**Exercise aim**.
Where does the word "saved" show up in the records? Copy every line that has it.

**Material supplied**.

---

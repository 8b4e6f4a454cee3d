//! Post resource handlers.

use actix_web::{HttpResponse, web};
use uuid::Uuid;

use quill_core::RepoError;
use quill_core::domain::{
    Comment, NewPost, PageRequest, Pagination, Post, PostChanges, PostFilter,
};
use quill_core::ports::{BaseRepository, CategoryRepository, PostRepository};
use quill_shared::DeleteResponse;
use quill_shared::dto::{PostListResponse, PostResponse};

use crate::middleware::{AppError, AppResult, Validated};
use crate::state::AppState;
use crate::validators::{CommentCreate, PostCreate, PostList, PostUpdate};

fn not_found() -> AppError {
    AppError::NotFound("Post not found".to_string())
}

/// Ids that do not parse cannot name a stored post.
fn parse_id(raw: &str) -> AppResult<Uuid> {
    Uuid::parse_str(raw).map_err(|_| not_found())
}

fn missing_as_not_found(err: RepoError) -> AppError {
    match err {
        RepoError::NotFound => not_found(),
        other => other.into(),
    }
}

/// Both identity fields must be present and non-blank.
fn author(user_id: Option<String>, user_name: Option<String>) -> AppResult<(String, String)> {
    let present = |v: Option<String>| v.filter(|s| !s.trim().is_empty());
    match (present(user_id), present(user_name)) {
        (Some(id), Some(name)) => Ok((id, name)),
        _ => Err(AppError::BadRequest(
            "User information is required".to_string(),
        )),
    }
}

fn page_number(raw: Option<String>) -> Option<u64> {
    raw.and_then(|s| s.trim().parse().ok())
}

/// Expand category ids on one post.
async fn populate(state: &AppState, post: Post) -> AppResult<PostResponse> {
    let categories = state.categories.find_many(&post.categories).await?;
    Ok(PostResponse::populated(post, &categories))
}

/// Expand category ids across a page with a single lookup.
async fn populate_all(state: &AppState, posts: Vec<Post>) -> AppResult<Vec<PostResponse>> {
    let mut ids: Vec<Uuid> = posts.iter().flat_map(|p| p.categories.iter().copied()).collect();
    ids.sort_unstable();
    ids.dedup();

    let categories = state.categories.find_many(&ids).await?;
    Ok(posts
        .into_iter()
        .map(|post| PostResponse::populated(post, &categories))
        .collect())
}

/// GET /api/posts
pub async fn list(
    state: web::Data<AppState>,
    input: Validated<PostList>,
) -> AppResult<HttpResponse> {
    let query = input.query;
    let page = PageRequest::new(page_number(query.page), page_number(query.limit));
    let filter = PostFilter {
        user_id: query.user_id,
        category: query.category,
        status: query.status,
        search: query.search.filter(|s| !s.trim().is_empty()),
    };

    let posts = state.posts.find_page(&filter, page).await?;
    let total = state.posts.count(&filter).await?;

    tracing::debug!(returned = posts.len(), total, page = page.page, "Listed posts");

    Ok(HttpResponse::Ok().json(PostListResponse {
        posts: populate_all(&state, posts).await?,
        pagination: Pagination::new(page, total),
    }))
}

/// GET /api/posts/{id} - counts a view before responding.
pub async fn get(state: web::Data<AppState>, path: web::Path<String>) -> AppResult<HttpResponse> {
    let id = parse_id(&path)?;

    let post = state.posts.increment_views(id).await?.ok_or_else(not_found)?;

    Ok(HttpResponse::Ok().json(populate(&state, post).await?))
}

/// POST /api/posts
pub async fn create(
    state: web::Data<AppState>,
    input: Validated<PostCreate>,
) -> AppResult<HttpResponse> {
    let req = input.body;
    let (user_id, user_name) = author(req.user_id, req.user_name)?;

    let post = Post::new(NewPost {
        user_id,
        user_email: req.user_email,
        user_name,
        title: req.title,
        content: req.content,
        excerpt: req.excerpt,
        featured_image: req.featured_image,
        categories: req.categories,
        tags: req.tags,
        status: req.status,
    });
    post.validate()?;

    let saved = state.posts.create(post).await?;
    tracing::info!(post_id = %saved.id, user_id = %saved.user_id, "Post created");

    Ok(HttpResponse::Created().json(populate(&state, saved).await?))
}

/// PUT /api/posts/{id}
pub async fn update(
    state: web::Data<AppState>,
    input: Validated<PostUpdate>,
) -> AppResult<HttpResponse> {
    let id = input.params.id;
    let req = input.body;

    let mut post = state.posts.find_by_id(id).await?.ok_or_else(not_found)?;
    post.apply(PostChanges {
        title: req.title,
        content: req.content,
        excerpt: req.excerpt,
        featured_image: req.featured_image,
        categories: req.categories,
        tags: req.tags,
        status: req.status,
    });
    post.validate()?;

    let saved = state.posts.save_edits(post).await?.ok_or_else(not_found)?;

    Ok(HttpResponse::Ok().json(populate(&state, saved).await?))
}

/// DELETE /api/posts/{id}
pub async fn delete(
    state: web::Data<AppState>,
    path: web::Path<String>,
) -> AppResult<HttpResponse> {
    let id = parse_id(&path)?;

    state.posts.delete(id).await.map_err(missing_as_not_found)?;
    tracing::info!(post_id = %id, "Post deleted");

    Ok(HttpResponse::Ok().json(DeleteResponse::new("Post deleted successfully")))
}

/// POST /api/posts/{id}/comments
pub async fn add_comment(
    state: web::Data<AppState>,
    input: Validated<CommentCreate>,
) -> AppResult<HttpResponse> {
    let id = input.params.id;
    let req = input.body;
    let (user_id, user_name) = author(req.user_id, req.user_name)?;

    let comment = Comment::new(user_id, user_name, &req.content);
    comment.validate()?;

    let post = state
        .posts
        .push_comment(id, comment)
        .await?
        .ok_or_else(not_found)?;

    Ok(HttpResponse::Created().json(populate(&state, post).await?))
}

/// DELETE /api/posts/{id}/comments/{comment_id}
///
/// Removing a comment that does not exist is not an error.
pub async fn delete_comment(
    state: web::Data<AppState>,
    path: web::Path<(String, String)>,
) -> AppResult<HttpResponse> {
    let (raw_id, raw_comment_id) = path.into_inner();
    let id = parse_id(&raw_id)?;

    let post = match Uuid::parse_str(&raw_comment_id) {
        Ok(comment_id) => state.posts.pull_comment(id, comment_id).await?,
        Err(_) => state.posts.find_by_id(id).await?,
    }
    .ok_or_else(not_found)?;

    Ok(HttpResponse::Ok().json(populate(&state, post).await?))
}

/// POST /api/posts/{id}/like
pub async fn like(state: web::Data<AppState>, path: web::Path<String>) -> AppResult<HttpResponse> {
    let id = parse_id(&path)?;

    let post = state.posts.increment_likes(id).await?.ok_or_else(not_found)?;

    Ok(HttpResponse::Ok().json(populate(&state, post).await?))
}

#[cfg(test)]
mod tests {
    use super::*;

    #[test]
    fn test_author_requires_both_fields() {
        assert!(author(Some("u1".into()), Some("Ada".into())).is_ok());
        assert!(author(Some("u1".into()), None).is_err());
        assert!(author(Some("   ".into()), Some("Ada".into())).is_err());
    }

    #[test]
    fn test_page_number_parsing() {
        assert_eq!(page_number(Some("3".into())), Some(3));
        assert_eq!(page_number(Some("abc".into())), None);
        assert_eq!(page_number(None), None);
    }
}
//! # Quill Shared
//!
//! Wire types shared between the API server and its clients.
//! Both sides serialize through these structs, so the JSON contract lives in one place.

pub mod dto;
pub mod response;

pub use response::{DeleteResponse, ErrorResponse, FieldErrorBody};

---

**The completed task**.
    let saved = state.posts.create(post).await?;
    tracing::info!(post_id = %saved.id, user_id = %saved.user_id, "Post created");
    Ok(HttpResponse::Created().json(populate(&state, saved).await?))
    let saved = state.posts.save_edits(post).await?.ok_or_else(not_found)?;
    Ok(HttpResponse::Ok().json(populate(&state, saved).await?))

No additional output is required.